"""
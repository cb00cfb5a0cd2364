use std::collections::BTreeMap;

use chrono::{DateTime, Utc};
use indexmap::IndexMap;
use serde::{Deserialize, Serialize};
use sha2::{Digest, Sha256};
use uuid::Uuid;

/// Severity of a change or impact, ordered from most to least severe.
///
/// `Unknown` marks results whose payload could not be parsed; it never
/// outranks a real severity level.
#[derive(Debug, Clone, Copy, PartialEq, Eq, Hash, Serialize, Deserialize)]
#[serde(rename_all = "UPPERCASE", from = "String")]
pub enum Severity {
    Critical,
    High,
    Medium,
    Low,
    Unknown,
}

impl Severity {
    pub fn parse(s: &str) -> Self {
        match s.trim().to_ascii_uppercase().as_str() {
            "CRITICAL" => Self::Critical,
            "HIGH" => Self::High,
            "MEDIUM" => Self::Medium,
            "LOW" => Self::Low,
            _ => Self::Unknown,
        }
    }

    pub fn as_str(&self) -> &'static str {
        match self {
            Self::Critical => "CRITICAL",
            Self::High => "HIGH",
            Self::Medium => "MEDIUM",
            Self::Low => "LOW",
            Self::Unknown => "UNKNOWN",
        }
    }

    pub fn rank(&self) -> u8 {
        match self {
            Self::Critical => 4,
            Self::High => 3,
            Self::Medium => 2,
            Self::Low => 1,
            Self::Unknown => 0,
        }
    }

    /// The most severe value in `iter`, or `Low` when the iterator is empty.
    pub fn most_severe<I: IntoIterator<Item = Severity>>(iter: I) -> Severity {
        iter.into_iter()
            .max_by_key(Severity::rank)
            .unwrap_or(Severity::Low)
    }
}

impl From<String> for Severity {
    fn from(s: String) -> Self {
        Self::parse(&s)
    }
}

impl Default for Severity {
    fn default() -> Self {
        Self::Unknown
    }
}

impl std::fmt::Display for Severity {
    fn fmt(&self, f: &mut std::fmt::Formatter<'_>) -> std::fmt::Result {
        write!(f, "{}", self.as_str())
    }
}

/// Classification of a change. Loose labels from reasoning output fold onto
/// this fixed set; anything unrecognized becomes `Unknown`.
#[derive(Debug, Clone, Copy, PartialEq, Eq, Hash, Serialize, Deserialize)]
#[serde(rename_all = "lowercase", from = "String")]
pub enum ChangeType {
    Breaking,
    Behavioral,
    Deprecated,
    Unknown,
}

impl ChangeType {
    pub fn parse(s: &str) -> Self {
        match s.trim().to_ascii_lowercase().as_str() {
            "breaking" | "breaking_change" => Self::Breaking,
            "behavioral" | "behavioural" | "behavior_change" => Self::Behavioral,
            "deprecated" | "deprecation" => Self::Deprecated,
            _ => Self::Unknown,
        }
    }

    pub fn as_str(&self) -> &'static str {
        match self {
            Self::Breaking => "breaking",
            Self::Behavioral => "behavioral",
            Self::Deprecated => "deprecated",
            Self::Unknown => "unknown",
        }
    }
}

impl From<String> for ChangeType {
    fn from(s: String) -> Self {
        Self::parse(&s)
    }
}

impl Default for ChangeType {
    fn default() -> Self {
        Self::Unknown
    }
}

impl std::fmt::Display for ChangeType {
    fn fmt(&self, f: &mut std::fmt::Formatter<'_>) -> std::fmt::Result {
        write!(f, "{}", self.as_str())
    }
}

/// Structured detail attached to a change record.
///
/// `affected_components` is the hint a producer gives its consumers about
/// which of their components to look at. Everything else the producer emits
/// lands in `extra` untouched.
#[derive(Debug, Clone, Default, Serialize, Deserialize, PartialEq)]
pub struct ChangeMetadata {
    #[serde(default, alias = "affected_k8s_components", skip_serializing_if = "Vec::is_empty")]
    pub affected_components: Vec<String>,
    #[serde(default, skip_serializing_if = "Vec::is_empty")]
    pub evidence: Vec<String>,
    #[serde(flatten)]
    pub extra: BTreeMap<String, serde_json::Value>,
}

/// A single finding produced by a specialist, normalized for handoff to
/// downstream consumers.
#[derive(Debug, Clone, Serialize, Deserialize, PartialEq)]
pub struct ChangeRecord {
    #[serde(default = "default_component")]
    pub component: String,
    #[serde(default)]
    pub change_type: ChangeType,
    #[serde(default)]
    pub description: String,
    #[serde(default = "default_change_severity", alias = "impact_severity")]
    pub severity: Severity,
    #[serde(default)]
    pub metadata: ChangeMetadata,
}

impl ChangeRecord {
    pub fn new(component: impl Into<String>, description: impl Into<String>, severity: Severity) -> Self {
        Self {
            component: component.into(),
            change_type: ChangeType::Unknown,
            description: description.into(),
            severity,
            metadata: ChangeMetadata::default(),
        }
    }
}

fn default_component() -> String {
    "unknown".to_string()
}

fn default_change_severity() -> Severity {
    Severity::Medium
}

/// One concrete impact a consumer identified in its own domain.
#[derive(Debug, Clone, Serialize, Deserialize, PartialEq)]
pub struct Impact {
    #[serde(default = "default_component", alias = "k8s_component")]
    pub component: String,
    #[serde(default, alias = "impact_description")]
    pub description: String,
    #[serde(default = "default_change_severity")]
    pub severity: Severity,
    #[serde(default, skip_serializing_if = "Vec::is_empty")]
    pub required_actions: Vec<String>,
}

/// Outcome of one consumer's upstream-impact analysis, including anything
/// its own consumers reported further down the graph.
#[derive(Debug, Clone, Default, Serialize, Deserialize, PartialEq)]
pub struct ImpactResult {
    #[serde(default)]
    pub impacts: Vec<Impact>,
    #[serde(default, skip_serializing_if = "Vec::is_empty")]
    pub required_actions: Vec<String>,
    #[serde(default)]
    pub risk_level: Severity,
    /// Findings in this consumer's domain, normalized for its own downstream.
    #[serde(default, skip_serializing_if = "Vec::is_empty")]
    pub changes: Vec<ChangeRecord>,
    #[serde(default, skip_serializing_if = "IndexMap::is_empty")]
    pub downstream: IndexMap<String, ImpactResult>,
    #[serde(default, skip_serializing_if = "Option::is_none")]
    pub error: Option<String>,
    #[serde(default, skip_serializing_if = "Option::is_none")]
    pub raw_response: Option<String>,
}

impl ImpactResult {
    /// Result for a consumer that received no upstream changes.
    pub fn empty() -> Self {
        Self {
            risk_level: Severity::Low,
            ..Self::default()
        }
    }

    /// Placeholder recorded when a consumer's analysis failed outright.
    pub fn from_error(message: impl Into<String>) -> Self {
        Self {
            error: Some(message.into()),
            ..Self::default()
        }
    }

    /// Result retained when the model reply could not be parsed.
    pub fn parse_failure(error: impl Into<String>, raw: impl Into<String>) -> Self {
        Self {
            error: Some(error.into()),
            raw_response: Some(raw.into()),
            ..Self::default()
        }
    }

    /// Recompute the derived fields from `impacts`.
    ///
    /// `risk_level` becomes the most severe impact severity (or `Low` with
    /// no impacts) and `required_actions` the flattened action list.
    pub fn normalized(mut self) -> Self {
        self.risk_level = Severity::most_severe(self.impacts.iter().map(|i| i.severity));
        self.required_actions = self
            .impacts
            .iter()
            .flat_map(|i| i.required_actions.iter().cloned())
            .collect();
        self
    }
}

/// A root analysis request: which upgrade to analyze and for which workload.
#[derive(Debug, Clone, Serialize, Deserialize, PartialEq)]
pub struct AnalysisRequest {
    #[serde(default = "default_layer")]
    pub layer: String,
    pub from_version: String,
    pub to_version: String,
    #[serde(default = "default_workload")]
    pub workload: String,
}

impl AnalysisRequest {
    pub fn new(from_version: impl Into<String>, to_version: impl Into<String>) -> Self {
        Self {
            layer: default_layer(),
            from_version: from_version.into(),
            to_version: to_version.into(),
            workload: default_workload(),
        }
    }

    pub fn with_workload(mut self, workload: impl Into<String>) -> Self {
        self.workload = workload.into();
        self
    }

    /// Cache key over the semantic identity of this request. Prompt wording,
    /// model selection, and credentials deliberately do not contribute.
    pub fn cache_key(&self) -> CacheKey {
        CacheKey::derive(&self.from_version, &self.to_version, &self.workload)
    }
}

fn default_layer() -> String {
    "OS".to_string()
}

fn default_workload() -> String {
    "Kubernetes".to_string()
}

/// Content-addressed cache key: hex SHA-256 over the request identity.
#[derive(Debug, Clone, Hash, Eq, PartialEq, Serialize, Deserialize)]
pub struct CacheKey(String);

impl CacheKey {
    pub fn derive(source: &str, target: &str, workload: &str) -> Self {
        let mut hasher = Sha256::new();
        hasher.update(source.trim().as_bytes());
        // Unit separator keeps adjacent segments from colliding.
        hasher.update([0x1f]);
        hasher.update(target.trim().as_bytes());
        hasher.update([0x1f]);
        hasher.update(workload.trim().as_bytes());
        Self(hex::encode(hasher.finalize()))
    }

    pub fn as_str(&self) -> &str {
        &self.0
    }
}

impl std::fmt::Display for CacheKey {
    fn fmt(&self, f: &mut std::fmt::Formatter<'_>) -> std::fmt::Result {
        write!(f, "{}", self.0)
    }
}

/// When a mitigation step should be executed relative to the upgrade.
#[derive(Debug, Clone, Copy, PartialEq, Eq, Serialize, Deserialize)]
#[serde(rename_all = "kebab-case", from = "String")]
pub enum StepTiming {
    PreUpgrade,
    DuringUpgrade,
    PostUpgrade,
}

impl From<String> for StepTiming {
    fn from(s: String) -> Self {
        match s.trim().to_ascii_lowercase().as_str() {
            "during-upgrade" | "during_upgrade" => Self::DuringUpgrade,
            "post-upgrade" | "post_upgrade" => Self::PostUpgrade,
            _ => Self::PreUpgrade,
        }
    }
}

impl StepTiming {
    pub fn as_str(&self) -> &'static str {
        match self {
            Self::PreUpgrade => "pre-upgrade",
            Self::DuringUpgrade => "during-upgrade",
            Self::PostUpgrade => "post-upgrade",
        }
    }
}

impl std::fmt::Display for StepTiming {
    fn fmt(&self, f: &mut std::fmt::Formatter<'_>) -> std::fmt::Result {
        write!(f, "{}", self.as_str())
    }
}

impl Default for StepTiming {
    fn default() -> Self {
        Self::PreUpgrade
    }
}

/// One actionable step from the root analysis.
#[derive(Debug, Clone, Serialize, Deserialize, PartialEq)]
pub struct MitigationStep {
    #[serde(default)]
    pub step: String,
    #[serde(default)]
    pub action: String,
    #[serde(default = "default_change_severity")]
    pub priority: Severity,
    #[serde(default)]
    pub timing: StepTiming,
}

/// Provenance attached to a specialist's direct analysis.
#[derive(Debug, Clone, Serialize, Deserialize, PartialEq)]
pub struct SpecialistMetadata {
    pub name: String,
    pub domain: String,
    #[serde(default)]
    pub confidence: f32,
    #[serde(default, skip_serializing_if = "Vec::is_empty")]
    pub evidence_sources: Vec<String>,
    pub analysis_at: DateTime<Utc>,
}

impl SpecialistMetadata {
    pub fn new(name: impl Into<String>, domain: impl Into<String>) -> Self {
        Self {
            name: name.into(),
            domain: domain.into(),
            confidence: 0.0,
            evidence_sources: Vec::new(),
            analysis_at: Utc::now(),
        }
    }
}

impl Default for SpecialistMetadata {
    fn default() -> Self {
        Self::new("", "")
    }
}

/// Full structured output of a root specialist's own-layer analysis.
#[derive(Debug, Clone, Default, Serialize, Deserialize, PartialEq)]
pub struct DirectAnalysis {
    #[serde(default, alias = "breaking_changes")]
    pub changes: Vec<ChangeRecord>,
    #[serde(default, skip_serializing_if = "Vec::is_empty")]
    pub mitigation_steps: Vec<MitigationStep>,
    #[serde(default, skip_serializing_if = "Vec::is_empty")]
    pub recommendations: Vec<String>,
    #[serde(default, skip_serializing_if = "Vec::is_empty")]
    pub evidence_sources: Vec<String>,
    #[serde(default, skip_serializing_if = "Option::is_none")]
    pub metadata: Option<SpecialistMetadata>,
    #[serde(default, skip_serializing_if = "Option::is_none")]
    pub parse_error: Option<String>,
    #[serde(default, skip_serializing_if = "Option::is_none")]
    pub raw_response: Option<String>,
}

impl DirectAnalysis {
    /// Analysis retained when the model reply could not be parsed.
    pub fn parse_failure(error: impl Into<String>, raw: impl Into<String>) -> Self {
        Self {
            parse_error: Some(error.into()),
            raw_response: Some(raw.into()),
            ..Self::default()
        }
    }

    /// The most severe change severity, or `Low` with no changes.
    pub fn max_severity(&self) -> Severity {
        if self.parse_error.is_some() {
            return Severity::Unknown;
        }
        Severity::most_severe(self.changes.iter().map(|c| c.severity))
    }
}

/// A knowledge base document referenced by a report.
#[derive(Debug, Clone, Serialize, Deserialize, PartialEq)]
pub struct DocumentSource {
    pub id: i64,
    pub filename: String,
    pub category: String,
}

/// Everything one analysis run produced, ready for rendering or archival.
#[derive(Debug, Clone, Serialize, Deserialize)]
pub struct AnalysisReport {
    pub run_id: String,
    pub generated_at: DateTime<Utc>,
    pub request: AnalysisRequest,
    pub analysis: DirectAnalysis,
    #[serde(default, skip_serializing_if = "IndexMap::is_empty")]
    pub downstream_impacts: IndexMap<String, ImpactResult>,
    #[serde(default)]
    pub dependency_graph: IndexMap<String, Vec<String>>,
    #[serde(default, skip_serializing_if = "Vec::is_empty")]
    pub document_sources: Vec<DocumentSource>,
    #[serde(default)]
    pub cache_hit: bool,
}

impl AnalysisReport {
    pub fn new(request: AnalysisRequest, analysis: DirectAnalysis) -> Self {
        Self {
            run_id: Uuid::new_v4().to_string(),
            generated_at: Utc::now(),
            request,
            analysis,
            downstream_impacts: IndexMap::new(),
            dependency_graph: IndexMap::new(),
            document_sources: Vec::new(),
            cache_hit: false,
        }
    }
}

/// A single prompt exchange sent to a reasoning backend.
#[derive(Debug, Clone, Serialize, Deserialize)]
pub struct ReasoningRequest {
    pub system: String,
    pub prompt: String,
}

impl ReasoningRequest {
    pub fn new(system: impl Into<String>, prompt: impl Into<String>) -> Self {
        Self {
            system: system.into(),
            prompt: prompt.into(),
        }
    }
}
"""
* **Try it**
Scan the data above, find each line with "MitigationStep", and copy it.

* **Solution for this exercise**
pub struct MitigationStep {
    pub mitigation_steps: Vec<MitigationStep>,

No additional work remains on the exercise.